[Provided data Boundary: Start]

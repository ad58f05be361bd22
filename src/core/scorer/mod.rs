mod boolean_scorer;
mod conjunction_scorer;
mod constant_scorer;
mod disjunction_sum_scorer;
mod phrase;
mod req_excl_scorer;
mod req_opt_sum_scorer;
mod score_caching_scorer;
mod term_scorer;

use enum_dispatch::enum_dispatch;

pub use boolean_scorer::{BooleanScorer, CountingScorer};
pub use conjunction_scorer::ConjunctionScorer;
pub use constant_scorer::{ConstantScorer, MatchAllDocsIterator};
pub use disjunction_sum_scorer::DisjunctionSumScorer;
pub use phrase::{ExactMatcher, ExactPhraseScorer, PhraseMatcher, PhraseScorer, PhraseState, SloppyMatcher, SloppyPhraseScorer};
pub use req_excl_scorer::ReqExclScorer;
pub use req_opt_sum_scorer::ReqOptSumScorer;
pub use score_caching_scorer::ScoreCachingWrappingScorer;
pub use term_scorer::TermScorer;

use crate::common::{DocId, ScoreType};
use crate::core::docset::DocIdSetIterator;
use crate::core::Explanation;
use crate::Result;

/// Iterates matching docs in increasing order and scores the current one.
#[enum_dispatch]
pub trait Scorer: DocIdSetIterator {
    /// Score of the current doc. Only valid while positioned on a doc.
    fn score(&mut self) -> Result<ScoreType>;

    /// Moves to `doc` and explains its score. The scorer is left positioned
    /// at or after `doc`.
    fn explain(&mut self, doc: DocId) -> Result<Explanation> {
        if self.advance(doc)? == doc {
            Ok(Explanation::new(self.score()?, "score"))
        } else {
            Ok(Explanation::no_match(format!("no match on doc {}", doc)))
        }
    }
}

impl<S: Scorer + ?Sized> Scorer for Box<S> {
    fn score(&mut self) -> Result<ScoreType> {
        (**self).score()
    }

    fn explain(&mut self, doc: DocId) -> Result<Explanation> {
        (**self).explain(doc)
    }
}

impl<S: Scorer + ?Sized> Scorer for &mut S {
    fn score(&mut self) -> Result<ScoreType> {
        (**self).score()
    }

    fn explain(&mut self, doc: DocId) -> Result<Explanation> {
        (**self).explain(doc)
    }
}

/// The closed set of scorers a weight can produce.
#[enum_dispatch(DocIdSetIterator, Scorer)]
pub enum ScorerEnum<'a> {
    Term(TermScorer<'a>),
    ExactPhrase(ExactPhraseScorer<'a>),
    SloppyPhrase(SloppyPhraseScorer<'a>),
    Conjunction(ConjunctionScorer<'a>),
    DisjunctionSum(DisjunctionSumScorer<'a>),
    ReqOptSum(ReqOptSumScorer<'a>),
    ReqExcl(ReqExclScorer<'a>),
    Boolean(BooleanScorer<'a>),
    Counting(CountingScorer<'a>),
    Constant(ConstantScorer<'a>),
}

[Provided data Boundary: End]
[Provided data Boundary: Start]

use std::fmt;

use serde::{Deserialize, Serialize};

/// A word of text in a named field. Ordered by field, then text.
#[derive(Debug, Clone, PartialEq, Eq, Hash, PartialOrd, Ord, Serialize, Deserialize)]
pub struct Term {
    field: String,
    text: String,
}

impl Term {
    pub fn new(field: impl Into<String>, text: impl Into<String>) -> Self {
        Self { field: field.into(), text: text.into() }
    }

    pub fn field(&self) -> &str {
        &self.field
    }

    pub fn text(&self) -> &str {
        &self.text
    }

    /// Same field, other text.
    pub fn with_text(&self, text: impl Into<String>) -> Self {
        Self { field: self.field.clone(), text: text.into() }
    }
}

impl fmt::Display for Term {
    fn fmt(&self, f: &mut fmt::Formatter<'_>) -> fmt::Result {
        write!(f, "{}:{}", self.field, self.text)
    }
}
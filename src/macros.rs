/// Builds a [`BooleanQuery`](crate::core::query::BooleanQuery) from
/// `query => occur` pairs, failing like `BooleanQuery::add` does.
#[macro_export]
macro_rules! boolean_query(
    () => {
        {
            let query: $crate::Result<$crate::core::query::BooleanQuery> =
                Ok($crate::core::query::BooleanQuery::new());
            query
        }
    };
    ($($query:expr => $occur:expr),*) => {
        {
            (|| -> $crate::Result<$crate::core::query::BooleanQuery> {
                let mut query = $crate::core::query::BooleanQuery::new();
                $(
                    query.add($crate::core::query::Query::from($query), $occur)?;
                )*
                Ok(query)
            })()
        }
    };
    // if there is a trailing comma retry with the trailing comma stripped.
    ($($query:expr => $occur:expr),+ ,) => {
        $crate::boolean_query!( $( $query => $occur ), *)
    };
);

[Provided data Boundary: End]

◆ **What the task requires**:
Match on "ExactPhraseScorer" and report each line of the data above that has it.

◆ **Answer to this problem**:
pub use phrase::{ExactMatcher, ExactPhraseScorer, PhraseMatcher, PhraseScorer, PhraseState, SloppyMatcher, SloppyPhraseScorer};
    ExactPhrase(ExactPhraseScorer<'a>),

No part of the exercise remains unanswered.